Мирза Али забыл, что следует бранить арабов, и перешел очень скоро к своим родичам, но я не останавливал его на этом пути, надеясь услышать что-нибудь новое, и не ошибся.
– Вот славную одну штучку сыграл Фирман-Фирма с одним гостем из Мисра (Египта). Проезжает в Абушехр какой-то ходжа Абдулла – я был тогда сам в Абушехре католик что ли или рум (грек) какой, из Халеба, привез много товару всякого, да наказ от Мехемеда-Али, который тогда владел и Сирией. Это, дескать, для начала торговли нашей с Ираном посылаю я ходже Абдулле, писал Мехемед-Али. Ходжа Абдулла отправил эту грамоту к Фирману-Фирма и просил покровительства. Шахзаде послал ему от себя охранный лист и своих мулов под товар. Чего же лучше? Принцевы мулы и охранный лист! Обрадовался ходжа Абдулла и тотчас же, навьючив товар на мулов, пустился в путь. За одну станцию от Шираза, ночью напали на ходжу воры и обобрали дочиста, да так дочиста, что и мулы с червадарами пропали. Бедный ходжа является к принцу. Фирман-Фирма раскричался: «вот я их куруллаков! Дай мне опись твоего товару, смотри же верную опись, и все разом разыщем». Ходжа Абдулла представил точную опись всему пропавшему товару, которая была очень нужна и полезна Фирману-Фирма: принц по ней тотчас же принял весь товар от воров и удостоверился, что ни с чьей стороны нет утайки. Ведь воры-то были посланы самим принцем! «Мерги хар арусии-сегест» (смерть осла – собаке свадьба), говорится по-персидски. Вы, пожалуй, сааб, подумаете, что я рассказываю побасенку, но это-сущая правда.
– Нет, я вам верю, мирза, тем более, что в Ширазе я уж слышал довольно таких рассказов о Фирмане-Фирма.

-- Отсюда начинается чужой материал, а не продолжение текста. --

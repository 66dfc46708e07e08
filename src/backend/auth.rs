//! Auth collaborator client.
//!
//! Speaks the hosted identity service's REST surface: password sign-in,
//! scoped sign-out, and restored-session retrieval. Session-change events are
//! re-broadcast on a process-local channel so the session manager can
//! subscribe before issuing its one-shot restore and miss nothing in between.
//! The persisted session lives in a small cache file; that file is the
//! "locally persisted auth artifact" that sign-in/sign-out invalidate.

use std::path::{Path, PathBuf};
use std::time::Duration;

use async_trait::async_trait;
use serde::{Deserialize, Serialize};
use tokio::sync::broadcast;
use tracing::{debug, warn};

use crate::error::{AppError, AppResult};

const HTTP_TIMEOUT: Duration = Duration::from_secs(15);
const EVENT_CHANNEL_CAPACITY: usize = 16;

#[derive(Debug, Clone, Serialize, Deserialize, PartialEq, Eq)]
pub struct AuthUser {
    pub id: String,
    pub email: String,
}

#[derive(Debug, Clone, Serialize, Deserialize, PartialEq, Eq)]
pub struct AuthSession {
    pub access_token: String,
    #[serde(default)]
    pub refresh_token: Option<String>,
    #[serde(default)]
    pub expires_at: Option<i64>,
    pub user: AuthUser,
}

#[derive(Debug, Clone)]
pub enum AuthEvent {
    SignedIn(AuthSession),
    SignedOut,
}

#[derive(Debug, Clone, Copy, PartialEq, Eq)]
pub enum SignOutScope {
    Global,
    Local,
}

impl SignOutScope {
    fn as_str(&self) -> &'static str {
        match self {
            SignOutScope::Global => "global",
            SignOutScope::Local => "local",
        }
    }
}

#[async_trait]
pub trait AuthService: Send + Sync {
    async fn sign_in_with_password(&self, email: &str, password: &str) -> AppResult<AuthSession>;
    async fn sign_out(&self, scope: SignOutScope) -> AppResult<()>;
    /// One-shot restore of a previously persisted session, if any.
    async fn current_session(&self) -> AppResult<Option<AuthSession>>;
    fn subscribe(&self) -> broadcast::Receiver<AuthEvent>;
    /// Best-effort removal of locally persisted auth artifacts.
    fn clear_local_state(&self);
}

/// Wire shape of the identity service's token grant response.
#[derive(Debug, Deserialize)]
struct TokenResponse {
    access_token: String,
    #[serde(default)]
    refresh_token: Option<String>,
    #[serde(default)]
    expires_at: Option<i64>,
    user: WireUser,
}

#[derive(Debug, Deserialize)]
struct WireUser {
    id: String,
    #[serde(default)]
    email: Option<String>,
}

impl WireUser {
    fn into_user(self) -> AuthUser {
        AuthUser { id: self.id, email: self.email.unwrap_or_default() }
    }
}

pub struct HttpAuthClient {
    base: String,
    api_key: String,
    cache_path: PathBuf,
    http: reqwest::Client,
    events: broadcast::Sender<AuthEvent>,
}

impl HttpAuthClient {
    pub fn new(base: &str, api_key: &str, cache_path: &Path) -> AppResult<Self> {
        let http = reqwest::Client::builder()
            .timeout(HTTP_TIMEOUT)
            .build()
            .map_err(AppError::from)?;
        let (events, _) = broadcast::channel(EVENT_CHANNEL_CAPACITY);
        Ok(Self {
            base: base.trim_end_matches('/').to_string(),
            api_key: api_key.to_string(),
            cache_path: cache_path.to_path_buf(),
            http,
            events,
        })
    }

    fn auth_url(&self, path: &str) -> String {
        format!("{}/auth/v1/{}", self.base, path)
    }

    fn read_cache(&self) -> Option<AuthSession> {
        let raw = std::fs::read_to_string(&self.cache_path).ok()?;
        match serde_json::from_str(&raw) {
            Ok(sess) => Some(sess),
            Err(e) => {
                // A corrupt cache is treated as no session rather than an error
                warn!("discarding unreadable session cache: {e}");
                let _ = std::fs::remove_file(&self.cache_path);
                None
            }
        }
    }

    fn write_cache(&self, session: &AuthSession) {
        match serde_json::to_string(session) {
            Ok(raw) => {
                if let Err(e) = std::fs::write(&self.cache_path, raw) {
                    warn!("failed to persist session cache: {e}");
                }
            }
            Err(e) => warn!("failed to serialize session cache: {e}"),
        }
    }

    fn emit(&self, event: AuthEvent) {
        // No subscribers yet is fine; send only fails when nobody listens
        let _ = self.events.send(event);
    }
}

#[async_trait]
impl AuthService for HttpAuthClient {
    async fn sign_in_with_password(&self, email: &str, password: &str) -> AppResult<AuthSession> {
        let url = format!("{}?grant_type=password", self.auth_url("token"));
        let resp = self
            .http
            .post(&url)
            .header("apikey", &self.api_key)
            .json(&serde_json::json!({ "email": email, "password": password }))
            .send()
            .await?;
        let status = resp.status();
        if status == reqwest::StatusCode::BAD_REQUEST || status == reqwest::StatusCode::UNAUTHORIZED {
            // The identity service reports bad credentials as a client error
            return Err(AppError::unauthorized("invalid_credentials", "invalid email or password"));
        }
        if !status.is_success() {
            return Err(AppError::from_status(status, "password sign-in"));
        }
        let token: TokenResponse = resp.json().await?;
        let session = AuthSession {
            access_token: token.access_token,
            refresh_token: token.refresh_token,
            expires_at: token.expires_at,
            user: token.user.into_user(),
        };
        self.write_cache(&session);
        self.emit(AuthEvent::SignedIn(session.clone()));
        Ok(session)
    }

    async fn sign_out(&self, scope: SignOutScope) -> AppResult<()> {
        let token = self.read_cache().map(|s| s.access_token);
        self.clear_local_state();
        let result = async {
            let Some(token) = token else { return Ok(()) };
            let url = format!("{}?scope={}", self.auth_url("logout"), scope.as_str());
            let resp = self
                .http
                .post(&url)
                .header("apikey", &self.api_key)
                .bearer_auth(&token)
                .send()
                .await?;
            let status = resp.status();
            // An already-expired token means there is nothing left to revoke
            if status.is_success() || status == reqwest::StatusCode::UNAUTHORIZED {
                Ok(())
            } else {
                Err(AppError::from_status(status, "sign-out"))
            }
        }
        .await;
        self.emit(AuthEvent::SignedOut);
        result
    }

    async fn current_session(&self) -> AppResult<Option<AuthSession>> {
        let Some(cached) = self.read_cache() else {
            return Ok(None);
        };
        let resp = self
            .http
            .get(self.auth_url("user"))
            .header("apikey", &self.api_key)
            .bearer_auth(&cached.access_token)
            .send()
            .await?;
        let status = resp.status();
        if status == reqwest::StatusCode::UNAUTHORIZED || status == reqwest::StatusCode::FORBIDDEN {
            debug!("persisted session no longer valid, dropping cache");
            self.clear_local_state();
            return Ok(None);
        }
        if !status.is_success() {
            return Err(AppError::from_status(status, "session restore"));
        }
        let user: WireUser = resp.json().await?;
        Ok(Some(AuthSession { user: user.into_user(), ..cached }))
    }

    fn subscribe(&self) -> broadcast::Receiver<AuthEvent> {
        self.events.subscribe()
    }

    fn clear_local_state(&self) {
        if self.cache_path.exists() {
            if let Err(e) = std::fs::remove_file(&self.cache_path) {
                warn!("failed to clear session cache: {e}");
            }
        }
    }
}

#[cfg(test)]
mod tests {
    use super::*;

    fn client(dir: &Path) -> HttpAuthClient {
        HttpAuthClient::new("https://backend.example/", "anon-key", &dir.join("session.json")).unwrap()
    }

    #[test]
    fn auth_url_construction() {
        let tmp = tempfile::tempdir().unwrap();
        let c = client(tmp.path());
        assert_eq!(c.auth_url("token"), "https://backend.example/auth/v1/token");
        assert_eq!(c.auth_url("logout"), "https://backend.example/auth/v1/logout");
    }

    #[test]
    fn cache_roundtrip_and_clear() {
        let tmp = tempfile::tempdir().unwrap();
        let c = client(tmp.path());
        assert!(c.read_cache().is_none());

        let session = AuthSession {
            access_token: "tok".into(),
            refresh_token: Some("ref".into()),
            expires_at: Some(1_900_000_000),
            user: AuthUser { id: "u1".into(), email: "admin@example.com".into() },
        };
        c.write_cache(&session);
        assert_eq!(c.read_cache().unwrap(), session);

        c.clear_local_state();
        assert!(c.read_cache().is_none());
    }

    #[test]
    fn corrupt_cache_is_discarded() {
        let tmp = tempfile::tempdir().unwrap();
        let c = client(tmp.path());
        std::fs::write(tmp.path().join("session.json"), "not json").unwrap();
        assert!(c.read_cache().is_none());
        assert!(!tmp.path().join("session.json").exists());
    }
}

В это время взвилась в степной дали песчаная пыль, и тотчас же приезжавший к нашим колодцам араб понесся в ту сторону со всех ног своего ветрогонного бегуна: это показалось несколько серн, и наш бедуи не выдержал, схватил ружье на приклад, хотя серны были от него почти в версте. Живописно развевались по ветру широкие полы плаща и кисточки попоны, размашисто скакал привычный конь по степному песку, но вскоре эта любопытная сцена погони за сернами изменилась: араб, вероятно рассчитывал на какую-нибудь ложбину, из которой легче было подобраться к сернам, своротил вправо и скрылся из виду.

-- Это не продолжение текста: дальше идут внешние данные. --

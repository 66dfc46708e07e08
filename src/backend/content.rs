//! Content store collaborator client.
//!
//! Generic CRUD against the hosted backend's REST data surface plus the one
//! privileged RPC this system relies on: `is_admin_user`. Rows are
//! deserialized straight into the typed records from `crate::records`; the
//! raw JSON never crosses this boundary.

use std::time::Duration;

use async_trait::async_trait;
use serde::de::DeserializeOwned;
use serde::Serialize;
use tracing::warn;

use crate::error::{AppError, AppResult};

const HTTP_TIMEOUT: Duration = Duration::from_secs(15);

/// Listing options: a single equality filter, ordering, and a row cap.
#[derive(Debug, Clone, Default)]
pub struct ListQuery {
    pub filter: Option<(String, String)>,
    pub order: Option<(String, bool)>,
    pub limit: Option<usize>,
}

impl ListQuery {
    pub fn filter_eq(mut self, column: &str, value: &str) -> Self {
        self.filter = Some((column.to_string(), value.to_string()));
        self
    }

    pub fn order_desc(mut self, column: &str) -> Self {
        self.order = Some((column.to_string(), true));
        self
    }

    pub fn order_asc(mut self, column: &str) -> Self {
        self.order = Some((column.to_string(), false));
        self
    }

    pub fn limit(mut self, n: usize) -> Self {
        self.limit = Some(n);
        self
    }

    fn query_string(&self) -> String {
        let mut parts: Vec<String> = Vec::new();
        if let Some((col, val)) = &self.filter {
            parts.push(format!("{}=eq.{}", col, urlencoding::encode(val)));
        }
        if let Some((col, desc)) = &self.order {
            parts.push(format!("order={}.{}", col, if *desc { "desc" } else { "asc" }));
        }
        if let Some(n) = self.limit {
            parts.push(format!("limit={n}"));
        }
        parts.join("&")
    }
}

/// The one privileged check the session core needs. Narrow on purpose so the
/// session manager can be exercised against a double.
#[async_trait]
pub trait AdminDirectory: Send + Sync {
    async fn is_admin_user(&self, user_id: &str) -> AppResult<bool>;
}

pub struct ContentClient {
    base: String,
    api_key: String,
    http: reqwest::Client,
}

impl ContentClient {
    pub fn new(base: &str, api_key: &str) -> AppResult<Self> {
        let http = reqwest::Client::builder()
            .timeout(HTTP_TIMEOUT)
            .build()
            .map_err(AppError::from)?;
        Ok(Self {
            base: base.trim_end_matches('/').to_string(),
            api_key: api_key.to_string(),
            http,
        })
    }

    fn table_url(&self, table: &str) -> String {
        format!("{}/rest/v1/{}", self.base, table)
    }

    fn rpc_url(&self, function: &str) -> String {
        format!("{}/rest/v1/rpc/{}", self.base, function)
    }

    fn authed(&self, req: reqwest::RequestBuilder) -> reqwest::RequestBuilder {
        req.header("apikey", &self.api_key).bearer_auth(&self.api_key)
    }

    pub async fn list<T: DeserializeOwned>(&self, table: &str, query: &ListQuery) -> AppResult<Vec<T>> {
        let qs = query.query_string();
        let url = if qs.is_empty() {
            self.table_url(table)
        } else {
            format!("{}?{}", self.table_url(table), qs)
        };
        let resp = self.authed(self.http.get(&url)).send().await?;
        let status = resp.status();
        if !status.is_success() {
            return Err(AppError::from_status(status, &format!("list {table}")));
        }
        Ok(resp.json().await?)
    }

    pub async fn get_by_id<T: DeserializeOwned>(&self, table: &str, id: &str) -> AppResult<T> {
        let url = format!("{}?id=eq.{}", self.table_url(table), urlencoding::encode(id));
        let resp = self.authed(self.http.get(&url)).send().await?;
        let status = resp.status();
        if !status.is_success() {
            return Err(AppError::from_status(status, &format!("get {table}")));
        }
        let mut rows: Vec<T> = resp.json().await?;
        match rows.pop() {
            Some(row) => Ok(row),
            None => Err(AppError::not_found("record_missing", format!("no {table} row with id {id}"))),
        }
    }

    pub async fn insert<T: DeserializeOwned, B: Serialize>(&self, table: &str, row: &B) -> AppResult<T> {
        let resp = self
            .authed(self.http.post(self.table_url(table)))
            .header("Prefer", "return=representation")
            .json(row)
            .send()
            .await?;
        let status = resp.status();
        if !status.is_success() {
            return Err(AppError::from_status(status, &format!("insert {table}")));
        }
        let mut rows: Vec<T> = resp.json().await?;
        rows.pop()
            .ok_or_else(|| AppError::unknown("empty_insert", format!("insert into {table} returned no row")))
    }

    pub async fn update<T: DeserializeOwned, B: Serialize>(
        &self,
        table: &str,
        id: &str,
        patch: &B,
    ) -> AppResult<T> {
        let url = format!("{}?id=eq.{}", self.table_url(table), urlencoding::encode(id));
        let resp = self
            .authed(self.http.patch(&url))
            .header("Prefer", "return=representation")
            .json(patch)
            .send()
            .await?;
        let status = resp.status();
        if !status.is_success() {
            return Err(AppError::from_status(status, &format!("update {table}")));
        }
        let mut rows: Vec<T> = resp.json().await?;
        rows.pop()
            .ok_or_else(|| AppError::not_found("record_missing", format!("no {table} row with id {id}")))
    }

    pub async fn delete(&self, table: &str, id: &str) -> AppResult<()> {
        let url = format!("{}?id=eq.{}", self.table_url(table), urlencoding::encode(id));
        let resp = self.authed(self.http.delete(&url)).send().await?;
        let status = resp.status();
        if !status.is_success() {
            return Err(AppError::from_status(status, &format!("delete {table}")));
        }
        Ok(())
    }

    /// Row count for the dashboard. Asks for an exact count header and falls
    /// back to the body length when the backend omits it.
    pub async fn count(&self, table: &str) -> AppResult<usize> {
        let url = format!("{}?select=id", self.table_url(table));
        let resp = self
            .authed(self.http.get(&url))
            .header("Prefer", "count=exact")
            .send()
            .await?;
        let status = resp.status();
        if !status.is_success() {
            return Err(AppError::from_status(status, &format!("count {table}")));
        }
        if let Some(total) = resp
            .headers()
            .get("content-range")
            .and_then(|v| v.to_str().ok())
            .and_then(parse_content_range_total)
        {
            return Ok(total);
        }
        let rows: Vec<serde_json::Value> = resp.json().await?;
        Ok(rows.len())
    }
}

fn parse_content_range_total(header: &str) -> Option<usize> {
    header.rsplit('/').next()?.parse().ok()
}

#[async_trait]
impl AdminDirectory for ContentClient {
    async fn is_admin_user(&self, user_id: &str) -> AppResult<bool> {
        let resp = self
            .authed(self.http.post(self.rpc_url("is_admin_user")))
            .json(&serde_json::json!({ "user_id": user_id }))
            .send()
            .await?;
        let status = resp.status();
        if !status.is_success() {
            warn!("is_admin_user rpc failed with HTTP {status}");
            return Err(AppError::from_status(status, "is_admin_user"));
        }
        let verdict: serde_json::Value = resp.json().await?;
        Ok(verdict.as_bool().unwrap_or(false))
    }
}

Все это произошло чрезвычайно быстро, и мирза Али продолжал, когда исчез араб:
– Ну, вот видите, живет ходжа в Ширазе, ходит к принцу каждый день, ждет правосудия; тот все обещает правосудие, а наконец запретил пускать к себе ходжу. Купцы ваши и говорят ходже: «Здесь толку ты никакого не добьешься от Фирмана-Фирмы, а поезжай лучше в Исфаган, где теперь сам Фетх-Али шах, и ударь челом ему: только большой дорогой не езди, а то не быть тебе живу от людей принцевых».
– Неужели его и убили бы?
– Убили бы наверное.
– Так я вам скажу, мирза, что ваш Иран – прескверная земля (земини-пучест).
– Справедливо приказываете, отвечал мирза Али. Ну, поехал ходжа не прямою дорогой, а через Езд. Здесь губернатором был внучек Фетх-Али шаха, сын Зелли-султана. Узнав историю ходжи Абдуллы, он предложил ему, во избежание напрасных и неверных хлопот, продать все украденные товары самому принцу. Обрадовался ходжа: совершили и акт, засвидетельствованный, как следует, высшим духовенством. Только денег ходжа не получает, а без денег ехать обратно не хочет; принц же все обещает да обещает… Вы, пожалуй, сааб, думаете, что я рассказываю сказку?